#### The input ####

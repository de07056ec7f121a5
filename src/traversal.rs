//! Depth-first traversals yielding node handles.
//!
//! The iterators are lazy and keep an explicit stack, so skewed trees do not
//! grow the call stack. They hold handles rather than borrows: mutating the
//! tree mid-iteration is allowed but leaves the remaining order unspecified.

use crate::node::TreeNode;
use std::iter::FusedIterator;

/// Node, then left subtree, then right subtree.
pub struct PreOrder<T> {
    stack: Vec<TreeNode<T>>,
}

/// Left subtree, then node, then right subtree.
pub struct InOrder<T> {
    stack: Vec<TreeNode<T>>,
    next: Option<TreeNode<T>>,
}

/// Left subtree, then right subtree, then node.
pub struct PostOrder<T> {
    // second field: children already pushed
    stack: Vec<(TreeNode<T>, bool)>,
}

impl<T> PreOrder<T> {
    pub(crate) fn new(root: Option<TreeNode<T>>) -> Self {
        PreOrder {
            stack: root.into_iter().collect(),
        }
    }
}

impl<T> InOrder<T> {
    pub(crate) fn new(root: Option<TreeNode<T>>) -> Self {
        InOrder {
            stack: Vec::new(),
            next: root,
        }
    }
}

impl<T> PostOrder<T> {
    pub(crate) fn new(root: Option<TreeNode<T>>) -> Self {
        PostOrder {
            stack: root.into_iter().map(|node| (node, false)).collect(),
        }
    }
}

impl<T> Iterator for PreOrder<T> {
    type Item = TreeNode<T>;
    fn next(&mut self) -> Option<Self::Item> {
        let node = self.stack.pop()?;
        self.stack.extend(node.right_child());
        self.stack.extend(node.left_child());
        Some(node)
    }
}

impl<T> Iterator for InOrder<T> {
    type Item = TreeNode<T>;
    fn next(&mut self) -> Option<Self::Item> {
        while let Some(node) = self.next.take() {
            self.next = node.left_child();
            self.stack.push(node);
        }
        let node = self.stack.pop()?;
        self.next = node.right_child();
        Some(node)
    }
}

impl<T> Iterator for PostOrder<T> {
    type Item = TreeNode<T>;
    fn next(&mut self) -> Option<Self::Item> {
        while let Some((node, expanded)) = self.stack.pop() {
            if expanded {
                return Some(node);
            }
            let left = node.left_child();
            let right = node.right_child();
            self.stack.push((node, true));
            self.stack.extend(right.map(|node| (node, false)));
            self.stack.extend(left.map(|node| (node, false)));
        }
        None
    }
}

impl<T> FusedIterator for PreOrder<T> {}

impl<T> FusedIterator for InOrder<T> {}

impl<T> FusedIterator for PostOrder<T> {}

####

* _Exercise directions_: Work out how many lines in the entries hold the string "false". Your answer should consist solely of that number.

* _Task response_: 3